There is an old story about the eagle's nest -- supposedly, when
the mother eagle begins building her nest, she makes the first
layer out of thorns and sharp sticks and such.  The next layer is
soft and comfortable.  But when she wants to encourage her
fledglings to fly, she "stirs the nest," digging through that
comfortable layer to the thorns beneath, so that the fledglings
will be encouraged to leave.

Unfortunately, while I can find this story repeated endlessly on
Christian websites and in sermons, I can't seem to find any
real-world support for the "stirring the nest" theory. (In fact, it
seems that when Mama Eagle wants her fledglings to fly, she just
dumps them over the edge.)  But it's a nice analogy.

The point of the story, of course, is that when things are
comfortable, we tend to sit tight, stay where we are, and not
stretch ourselves.  When everything is going our way, we may not
spread our wings.  It's only when things get bumpy, or thorny, that
we start casting around for alternatives.  As writers, even though
we know in theory that we ought to keep looking for new markets all
the time, it's tempting to "sit still" when we have good markets in
hand and all the work we can use.  It's only when our best magazine
folds, or a new editor decides he doesn't need our column anymore,
or a publication suddenly changes its contract and demands all
rights, that we find that our comfortable nest has suddenly gotten
a whole lot thornier.

Right now I suspect a lot of us are feeling the thorns -- and a lot
of us are also probably wondering whether, if we actually DO
stretch our wings and take a chance, we'll find any safer landing
or better nest somewhere else.  But the good thing about bad times
is that, sometimes, that's what it takes to force us to seek out
opportunities that may have always been there, but that we never
bothered to look for before.

As an example, my sister works in stained glass.  She's been
worried that, as people find themselves on tighter and tighter
budgets, those budgets will no longer have room for such "luxury"
items as a stained glass window or panel.  Then, just a couple of
weeks ago, she got an e-mail from someone interested in having
stained glass trophies made for a dog show.  

Now, this made both of us feel just a wee bit stupid, because my
sister was in the dog showing business for years, and I used to be
the editor of a dog magazine.
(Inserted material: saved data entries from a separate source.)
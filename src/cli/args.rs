//! Command line argument parsing for the Searchline CLI using clap.

use std::path::PathBuf;

use clap::{Parser, Subcommand, ValueEnum};
use serde::{Deserialize, Serialize};

use crate::query::parsed::SortMode;
use crate::results::ResultsType;

/// Searchline - query interpretation and execution against a search backend
#[derive(Parser, Debug, Clone)]
#[command(name = "searchline")]
#[command(about = "Interpret full-text queries and run them against a search backend")]
#[command(version = env!("CARGO_PKG_VERSION"))]
#[command(long_about = None)]
pub struct SearchlineArgs {
    /// Verbosity level (0=quiet, 1=normal, 2=verbose, 3=debug)
    #[arg(short, long, action = clap::ArgAction::Count)]
    pub verbose: u8,

    /// Quiet mode (overrides verbose)
    #[arg(short, long)]
    pub quiet: bool,

    /// Output format
    #[arg(short = 'f', long = "format", default_value = "human")]
    pub output_format: OutputFormat,

    /// Pretty-print JSON output
    #[arg(long)]
    pub pretty: bool,

    /// Configuration file (JSON)
    #[arg(short, long, value_name = "CONFIG_FILE", env = "SEARCHLINE_CONFIG")]
    pub config: Option<PathBuf>,

    /// Backend base URL, overriding the configuration file
    #[arg(long, value_name = "URL", env = "SEARCHLINE_BACKEND_URL")]
    pub backend_url: Option<String>,

    /// Subcommand to execute
    #[command(subcommand)]
    pub command: Command,
}

impl SearchlineArgs {
    /// Get the effective verbosity level
    pub fn verbosity(&self) -> u8 {
        if self.quiet {
            0
        } else {
            match self.verbose {
                0 => 1, // Default to normal
                n => n,
            }
        }
    }

    /// Default log filter for the effective verbosity.
    pub fn log_level(&self) -> &'static str {
        match self.verbosity() {
            0 => "error",
            1 => "warn",
            2 => "info",
            _ => "debug",
        }
    }
}

/// Available CLI commands
#[derive(Subcommand, Debug, Clone)]
pub enum Command {
    /// Run a query against the backend
    Search(QueryArgs),

    /// Print the request a query would send, without sending it
    Dump(QueryArgs),

    /// Show how a query is interpreted
    Parse(ParseArgs),

    /// Print the effective configuration
    Config,
}

/// Arguments shared by `search` and `dump`
#[derive(Parser, Debug, Clone)]
pub struct QueryArgs {
    /// Query string
    #[arg(value_name = "QUERY")]
    pub query: String,

    /// Namespaces to search (comma-separated ids, default: all)
    #[arg(short, long, value_delimiter = ',')]
    pub namespaces: Vec<i32>,

    /// Maximum number of results to return
    #[arg(short, long, default_value = "20")]
    pub limit: usize,

    /// Offset for pagination
    #[arg(short, long, default_value = "0")]
    pub offset: usize,

    /// Result ordering
    #[arg(short, long, default_value = "relevance")]
    pub sort: SortMode,

    /// Shape of the results
    #[arg(short = 't', long = "results", default_value = "full-text")]
    pub results_type: ResultsKind,

    /// Language of the requester
    #[arg(long)]
    pub user_language: Option<String>,
}

/// Arguments for `parse`
#[derive(Parser, Debug, Clone)]
pub struct ParseArgs {
    /// Query string
    #[arg(value_name = "QUERY")]
    pub query: String,
}

/// Result shapes selectable on the command line
#[derive(ValueEnum, Debug, Clone, Copy, Serialize, Deserialize)]
#[serde(rename_all = "kebab-case")]
pub enum ResultsKind {
    /// Titles with snippets
    FullText,
    /// Titles only
    Titles,
    /// Document ids only
    Ids,
}

impl From<ResultsKind> for ResultsType {
    fn from(kind: ResultsKind) -> Self {
        match kind {
            ResultsKind::FullText => ResultsType::FullText,
            ResultsKind::Titles => ResultsType::Titles,
            ResultsKind::Ids => ResultsType::Ids,
        }
    }
}

/// Output formats for CLI
#[derive(ValueEnum, Debug, Clone, Serialize, Deserialize)]
#[serde(rename_all = "lowercase")]
pub enum OutputFormat {
    /// Human-readable output
    Human,
    /// JSON output
    Json,
}

#[cfg(test)]
mod tests {
    use super::*;
    use clap::Parser;

    #[test]
    fn test_basic_search_command() {
        let args = SearchlineArgs::try_parse_from([
            "searchline",
            "search",
            "incategory:Films noir",
            "--limit",
            "5",
            "--namespaces",
            "0,1",
            "--sort",
            "last_edit_desc",
        ])
        .unwrap();

        if let Command::Search(query_args) = args.command {
            assert_eq!(query_args.query, "incategory:Films noir");
            assert_eq!(query_args.limit, 5);
            assert_eq!(query_args.namespaces, vec![0, 1]);
            assert_eq!(query_args.sort, SortMode::LastEditDesc);
            assert!(matches!(query_args.results_type, ResultsKind::FullText));
        } else {
            panic!("Expected Search command");
        }
    }

    #[test]
    fn test_dump_command() {
        let args = SearchlineArgs::try_parse_from([
            "searchline",
            "--backend-url",
            "http://search:9200",
            "dump",
            "foo",
            "--results",
            "titles",
        ])
        .unwrap();

        assert_eq!(args.backend_url.as_deref(), Some("http://search:9200"));
        if let Command::Dump(query_args) = args.command {
            assert!(matches!(query_args.results_type, ResultsKind::Titles));
        } else {
            panic!("Expected Dump command");
        }
    }

    #[test]
    fn test_verbosity_levels() {
        // Default verbosity
        let args = SearchlineArgs::try_parse_from(["searchline", "config"]).unwrap();
        assert_eq!(args.verbosity(), 1);
        assert_eq!(args.log_level(), "warn");

        // Multiple verbose flags
        let args = SearchlineArgs::try_parse_from(["searchline", "-vv", "config"]).unwrap();
        assert_eq!(args.verbosity(), 2);
        assert_eq!(args.log_level(), "info");

        let args = SearchlineArgs::try_parse_from(["searchline", "-vvv", "config"]).unwrap();
        assert_eq!(args.log_level(), "debug");

        // Quiet flag
        let args = SearchlineArgs::try_parse_from(["searchline", "--quiet", "config"]).unwrap();
        assert_eq!(args.verbosity(), 0);
        assert_eq!(args.log_level(), "error");
    }

    #[test]
    fn test_output_format() {
        let args =
            SearchlineArgs::try_parse_from(["searchline", "--format", "json", "config"]).unwrap();
        assert!(matches!(args.output_format, OutputFormat::Json));
    }

    #[test]
    fn test_invalid_sort_rejected() {
        assert!(
            SearchlineArgs::try_parse_from(["searchline", "search", "foo", "--sort", "sideways"])
                .is_err()
        );
    }
}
We both know that dog show organizers
are always interested in finding something more interesting than
the usual cups and plaques to give as trophies -- particularly if
that something can actually illustrate the breed.  But it never
occurred to us to look into this as a market.  My sister now has
the commission, and the client has promised to forward her name to
the national headquarters for this particular breed club.  Now
we're brainstorming ways to advertise to other breed clubs and
breed enthusiasts.

It was while we were discussing this topic that my sister came up
with an interesting potential market for my own photos -- something
I would never have thought of myself, but that arose because of a
church-related craft show she recently attended.  Now I'm pumped --
all I have to do is, um, well, get back to those umpteen thousand
photos that still need to be reviewed and edited!  (I'll let you
know how it comes out.)  

Meanwhile, I'm working on a proposal for a particular book
publisher, and it has been a long, slow process.  In moments of
gloom, I've thought -- "gee, times are tough, so maybe they aren't
going to be interested in buying anything just now."  Then it
occurred to me that during tough times, publishers need just as
much material as ever, if not more -- because if they don't have
something new to offer, nobody is going to buy from THEM.  That
realization cheered me up enough to get me back to the computer
(and away from the temptation of endless games of Spider Solitaire).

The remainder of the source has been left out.